The first is easy to do, the second isn’t. Trained models aren’t necessarily designed to be published in an interpretable way (a bit like the difference between compiled and uncompiled code) – so should we limit approaches to ones where a ‘raw’ or interpretable model could be generated? Even if we could, it might not mean much without the software used to run it. In essence it might be worse than useless.
Another challenge is where does a model begin? A lot of time is spent preparing data for a model. Up to 80% of the time when generating a model. If you just show the model, without describing all of the steps that are needed to transform the data, then you are going to severely mislead.
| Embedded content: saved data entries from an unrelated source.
//! Claim block sales: converting a player's claim blocks into currency in
//! an external economy.
//!
//! # Architecture
//!
//! - [`gate`] -- Economy availability, sell price, and account resolution.
//! - [`depletion`] -- Pure bonus-first pool depletion.
//! - [`transaction`] -- [`LiquidationTransaction`], the single-shot sale.
//! - [`report`] -- [`ConfirmationReporter`] and the [`MessageCatalog`].
//! - [`economy`] -- External ledger capabilities and an in-memory stub.
//! - [`store`] -- Player data persistence and an in-memory stub.
//! - [`locks`] -- Per-player serialization.
//! - [`service`] -- [`ClaimBlockSales`], the load/lock/run entry point.
//! - [`config`] -- YAML configuration.
//!
//! # Atomicity
//!
//! Blocks are removed only after the external deposit reports success. A
//! refused, failed, or timed-out deposit leaves the player's account
//! exactly as it was, and nothing is persisted.
//!
//! # Usage
//!
//! ```
//! use claimsale_core::economy::InMemoryEconomy;
//! use claimsale_core::store::{AccountDefaults, InMemoryPlayerStore, PlayerDataStore};
//! use claimsale_core::transaction::{LiquidationTransaction, SaleSettings};
//! use claimsale_types::{Currency, LiquidationRequest, PlayerId, WorldId};
//! use rust_decimal::Decimal;
//!
//! # tokio::runtime::Builder::new_current_thread().enable_all().build().map(|rt| rt.block_on(async {
//! let economy = InMemoryEconomy::new(Currency::new("Dollar", "$"));
//! let store = InMemoryPlayerStore::new(AccountDefaults {
//!     unit_sell_price: Decimal::new(2, 0),
//!     economy_mode: true,
//! });
//!
//! let player = PlayerId::new();
//! if let Ok(mut account) = store.load(WorldId::new(), player) {
//!     account.bonus_blocks = 5;
//!     account.accrued_blocks = 10;
//!
//!     let request = LiquidationRequest::sell(player, 7);
//!     let outcome = LiquidationTransaction::new(&economy, &store, SaleSettings::default(), request)
//!         .execute(&mut account)
//!         .await;
//!
//!     assert!(outcome.receipt().is_some());
//!     assert_eq!((account.bonus_blocks, account.accrued_blocks), (0, 8));
//! }
//! # })).ok();
//! ```

pub mod config;
pub mod depletion;
pub mod economy;
pub mod error;
pub mod gate;
pub mod locks;
pub mod report;
pub mod service;
pub mod store;
pub mod transaction;

// Re-export primary types at crate root.
pub use config::{ConfigError, EnvOverrideError, SaleConfig};
pub use economy::{CurrencyAccount, DepositCause, DepositFailure, EconomyService};
pub use error::{ReportError, SaleError};
pub use report::{ConfirmationReporter, MessageCatalog, MessageKey, SaleReport};
pub use service::ClaimBlockSales;
pub use store::{PlayerDataStore, StoreError};
pub use transaction::{LiquidationTransaction, SaleSettings};
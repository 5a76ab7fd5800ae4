//! Price and eligibility gate.
//!
//! Runs before any quantity handling. Checks, in order:
//! 1. An economy integration is installed.
//! 2. The player's sell price is positive.
//! 3. The ledger can resolve an account for the player.
//!
//! On pass, the resolved account, the unit price, and the blocks currently
//! available are returned for quoting and later validation.

use claimsale_types::{RejectReason, ResourceAccount, SellDisabledMode};
use rust_decimal::Decimal;

use crate::economy::EconomyService;

/// Everything a passed gate check hands to the rest of the transaction.
#[derive(Debug)]
pub struct GatePass<A> {
    /// The player's external currency account.
    pub external_account: A,
    /// Price per block.
    pub unit_price: Decimal,
    /// Blocks available for sale.
    pub available_blocks: u64,
}

/// Classify a non-positive price. Returns `None` when selling is allowed.
pub fn sell_disabled_mode(price: Decimal) -> Option<SellDisabledMode> {
    if price.is_zero() {
        Some(SellDisabledMode::BuyOnly)
    } else if price.is_sign_negative() {
        Some(SellDisabledMode::FullyDisabled)
    } else {
        None
    }
}

/// Decide whether `account` may sell, and at what price.
///
/// # Errors
///
/// Returns the terminal [`RejectReason`] for the first check that fails.
pub fn check<E: EconomyService>(
    economy: &E,
    account: &ResourceAccount,
) -> Result<GatePass<E::Account>, RejectReason> {
    if !economy.is_available() {
        return Err(RejectReason::EconomyUnavailable);
    }

    if let Some(mode) = sell_disabled_mode(account.unit_sell_price) {
        return Err(RejectReason::SellingDisabled { mode });
    }

    let external_account = economy
        .get_or_create_account(account.player_id)
        .ok_or(RejectReason::NoExternalAccount)?;

    Ok(GatePass {
        external_account,
        unit_price: account.unit_sell_price,
        available_blocks: account.available_blocks(),
    })
}

#[cfg(test)]
mod tests {
    use claimsale_types::{Currency, PlayerId, WorldId};

    use super::*;
    use crate::economy::InMemoryEconomy;

    fn account(price: Decimal) -> ResourceAccount {
        ResourceAccount {
            player_id: PlayerId::new(),
            world_id: WorldId::new(),
            accrued_blocks: 10,
            bonus_blocks: 5,
            legacy_remaining_blocks: 3,
            unit_sell_price: price,
            economy_mode: true,
        }
    }

    fn economy() -> InMemoryEconomy {
        InMemoryEconomy::new(Currency::new("Dollar", "$"))
    }

    #[test]
    fn zero_price_is_buy_only() {
        assert_eq!(sell_disabled_mode(Decimal::ZERO), Some(SellDisabledMode::BuyOnly));
    }

    #[test]
    fn negative_price_is_fully_disabled() {
        assert_eq!(
            sell_disabled_mode(Decimal::NEGATIVE_ONE),
            Some(SellDisabledMode::FullyDisabled)
        );
    }

    #[test]
    fn positive_price_passes() {
        let result = check(&economy(), &account(Decimal::new(2, 0)));
        assert!(result.is_ok());
        if let Ok(pass) = result {
            assert_eq!(pass.unit_price, Decimal::new(2, 0));
            assert_eq!(pass.available_blocks, 15);
        }
    }

    #[test]
    fn legacy_mode_reports_legacy_availability() {
        let mut acct = account(Decimal::ONE);
        acct.economy_mode = false;
        let result = check(&economy(), &acct);
        assert!(matches!(result, Ok(GatePass { available_blocks: 3, .. })));
    }

    #[test]
    fn missing_economy_is_checked_first() {
        let unavailable = InMemoryEconomy::unavailable(Currency::new("Dollar", "$"));
        let result = check(&unavailable, &account(Decimal::ZERO));
        assert!(matches!(result, Err(RejectReason::EconomyUnavailable)));
    }

    #[test]
    fn disabled_price_is_checked_before_account_resolution() {
        let economy = economy();
        let acct = account(Decimal::ZERO);
        economy.refuse_account(acct.player_id);
        let result = check(&economy, &acct);
        assert!(matches!(
            result,
            Err(RejectReason::SellingDisabled {
                mode: SellDisabledMode::BuyOnly
            })
        ));
    }

    #[test]
    fn unresolvable_account_is_rejected() {
        let economy = economy();
        let acct = account(Decimal::ONE);
        economy.refuse_account(acct.player_id);
        assert!(matches!(
            check(&economy, &acct),
            Err(RejectReason::NoExternalAccount)
        ));
    }
}
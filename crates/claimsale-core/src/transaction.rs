//! The claim block liquidation transaction.
//!
//! A transaction is single-shot: it is built for one request and consumed
//! by [`LiquidationTransaction::execute`]. The stages run in order and
//! never repeat:
//!
//! ```text
//! GateCheck ──> Rejected
//!     │
//! QuantityCheck ──> Quoted | Rejected
//!     │
//! Settling ──> Rejected(DepositFailed)
//!     │
//! Mutating ──> Confirmed
//! ```
//!
//! # Atomicity
//!
//! The pool depletion plan is computed before the deposit but applied only
//! after the external ledger reports success. A refused, failed, or
//! timed-out deposit leaves the [`ResourceAccount`] exactly as it was. The
//! store is asked to persist the account exactly once, after a confirmed
//! sale.
//!
//! The transaction does no locking of its own. Callers that may run two
//! sales for the same player at once go through
//! [`ClaimBlockSales`](crate::service::ClaimBlockSales), which serializes
//! them per player.

use std::time::Duration;

use chrono::Utc;
use claimsale_types::{
    LiquidationOutcome, LiquidationRequest, RejectReason, ResourceAccount, SaleReceipt,
};
use rust_decimal::Decimal;
use tokio::time::timeout;
use tracing::{debug, error, info, warn};

use crate::depletion::{self, DepletionPlan};
use crate::economy::{CurrencyAccount, DepositCause, EconomyService};
use crate::gate;
use crate::store::PlayerDataStore;

/// Runtime bounds for calls into the external ledger.
#[derive(Debug, Clone, Copy, PartialEq, Eq)]
pub struct SaleSettings {
    /// Deadline for the deposit. Expiry is treated as a failed deposit.
    pub deposit_timeout: Duration,
    /// Deadline for reading the balance after a successful deposit.
    pub balance_timeout: Duration,
}

impl Default for SaleSettings {
    fn default() -> Self {
        Self {
            deposit_timeout: Duration::from_secs(5),
            balance_timeout: Duration::from_secs(2),
        }
    }
}

/// One sell (or quote) request against one player's account.
pub struct LiquidationTransaction<'a, E, S> {
    economy: &'a E,
    store: &'a S,
    settings: SaleSettings,
    request: LiquidationRequest,
}

impl<'a, E, S> LiquidationTransaction<'a, E, S>
where
    E: EconomyService,
    S: PlayerDataStore,
{
    /// Prepare a transaction for `request`.
    pub const fn new(
        economy: &'a E,
        store: &'a S,
        settings: SaleSettings,
        request: LiquidationRequest,
    ) -> Self {
        Self {
            economy,
            store,
            settings,
            request,
        }
    }

    /// Run the transaction against `account`, which must belong to the
    /// requesting player.
    ///
    /// Never fails: every problem becomes a [`LiquidationOutcome::Rejected`].
    pub async fn execute(self, account: &mut ResourceAccount) -> LiquidationOutcome {
        let player_id = account.player_id;

        let pass = match gate::check(self.economy, account) {
            Ok(pass) => pass,
            Err(reason) => return reject(&self.request, reason),
        };

        let Some(requested) = self.request.quantity else {
            debug!(
                player_id = %player_id,
                unit_price = %pass.unit_price,
                available_blocks = pass.available_blocks,
                "claim block sale quoted"
            );
            return LiquidationOutcome::Quoted {
                unit_price: pass.unit_price,
                available_blocks: pass.available_blocks,
            };
        };

        let plan = match validate_quantity(requested, pass.available_blocks, account) {
            Ok(plan) => plan,
            Err(reason) => return reject(&self.request, reason),
        };

        let Some(deposit_amount) = Decimal::from(plan.quantity).checked_mul(pass.unit_price) else {
            return reject(&self.request, RejectReason::InvalidQuantity { requested });
        };

        // --- Settling ---
        let currency = self.economy.default_currency();
        let cause = DepositCause {
            player_id,
            blocks_sold: plan.quantity,
        };
        let deposit = pass
            .external_account
            .deposit(&currency, deposit_amount, &cause);
        match timeout(self.settings.deposit_timeout, deposit).await {
            Ok(Ok(())) => {}
            Ok(Err(failure)) => {
                warn!(
                    player_id = %player_id,
                    deposit = %deposit_amount,
                    reason = failure.reason,
                    "claim block sale deposit refused"
                );
                return reject(
                    &self.request,
                    RejectReason::DepositFailed {
                        reason: failure.reason,
                    },
                );
            }
            Err(_elapsed) => {
                let timeout_ms = self.settings.deposit_timeout.as_millis();
                warn!(
                    player_id = %player_id,
                    deposit = %deposit_amount,
                    timeout_ms,
                    "claim block sale deposit timed out"
                );
                return reject(
                    &self.request,
                    RejectReason::DepositFailed {
                        reason: format!("deposit timed out after {timeout_ms}ms"),
                    },
                );
            }
        }

        // --- Mutating ---
        plan.apply(account);

        let external_balance =
            match timeout(self.settings.balance_timeout, pass.external_account.balance(&currency))
                .await
            {
                Ok(balance) => Some(balance),
                Err(_elapsed) => {
                    warn!(player_id = %player_id, "balance lookup timed out after sale");
                    None
                }
            };

        if let Err(e) = self.store.persist(account) {
            // The currency is already deposited; the sale stands.
            error!(
                player_id = %player_id,
                world_id = %account.world_id,
                error = %e,
                "failed to persist player data after claim block sale"
            );
        }

        let receipt = SaleReceipt {
            quantity: plan.quantity,
            unit_price: pass.unit_price,
            deposit_amount,
            currency,
            external_balance,
            remaining_blocks: account.available_blocks(),
            bonus_blocks: account.bonus_blocks,
            accrued_blocks: account.accrued_blocks,
            economy_mode: account.economy_mode,
            settled_at: Utc::now(),
        };

        info!(
            player_id = %player_id,
            quantity = receipt.quantity,
            deposit = %receipt.deposit_amount,
            remaining_blocks = receipt.remaining_blocks,
            "claim block sale confirmed"
        );

        LiquidationOutcome::Succeeded(receipt)
    }
}

/// Turn the caller's raw quantity into a depletion plan, or a rejection.
///
/// Also refuses quantities the pools cannot cover, which only happens in
/// legacy mode where availability is tracked separately.
fn validate_quantity(
    requested: i64,
    available: u64,
    account: &ResourceAccount,
) -> Result<DepletionPlan, RejectReason> {
    let quantity = u64::try_from(requested)
        .ok()
        .filter(|&q| q > 0)
        .ok_or(RejectReason::InvalidQuantity { requested })?;

    if quantity > available {
        return Err(RejectReason::InsufficientBalance {
            requested,
            available,
        });
    }

    depletion::deplete(account, quantity).map_err(|e| {
        debug!(error = %e, "legacy availability exceeds block pools");
        RejectReason::InsufficientBalance {
            requested,
            available,
        }
    })
}

fn reject(request: &LiquidationRequest, reason: RejectReason) -> LiquidationOutcome {
    debug!(
        player_id = %request.player_id,
        requested = ?request.quantity,
        reason = reason.tag(),
        "claim block sale rejected"
    );
    LiquidationOutcome::Rejected(reason)
}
But what about allowing users to submit data and see the impact? This is an interesting idea. But it too has some interesting consequences.
What would you do if someone actively used this to game the system? Because they will. Yes, you could monitor use, but then you end up in another area of potential moral difficulty. And it’s one thing if someone is using it to understand how to maximise the benefits they receive (actually I kind of approve of this), but what if they are using it to understand how to avoid predictive policing? And can the police use this data to change their predictive policing approach?
Another interesting problem is that often a single result doesn’t tell you much. Yes I can see that my zip code has a predictive policing score of 10. But unless I know the predictive scores of all other zip codes, plus a huge range of other things, that doesn’t tell me much.
And how do you stop people from using it to spy on their neighbours? Entering in other people’s data to find out things about them?
Finally, some thoughts about unintended consequences. Will this discourage effectiveness and efficiency? After all, if I use a dumb human to make a bad decision, then I won’t be held accountable in the same way as if I use a smart algorithm to make a good decision. And this is important because there will always be mistakes.
Will there be any attempt to compare the effectiveness against other approaches, or will there be an assumption that you have to beat perfect scores in order to avoid legal consequences?
Will vendors still be willing (or even able) to sell to NYC on this basis?
I think this is an interesting approach, and certainly I’m not as negative about it as I was originally (sorry, shouldn’t tweet straight off a plane!). Thanks to@s010n and@ellgood for pointing me in this direction…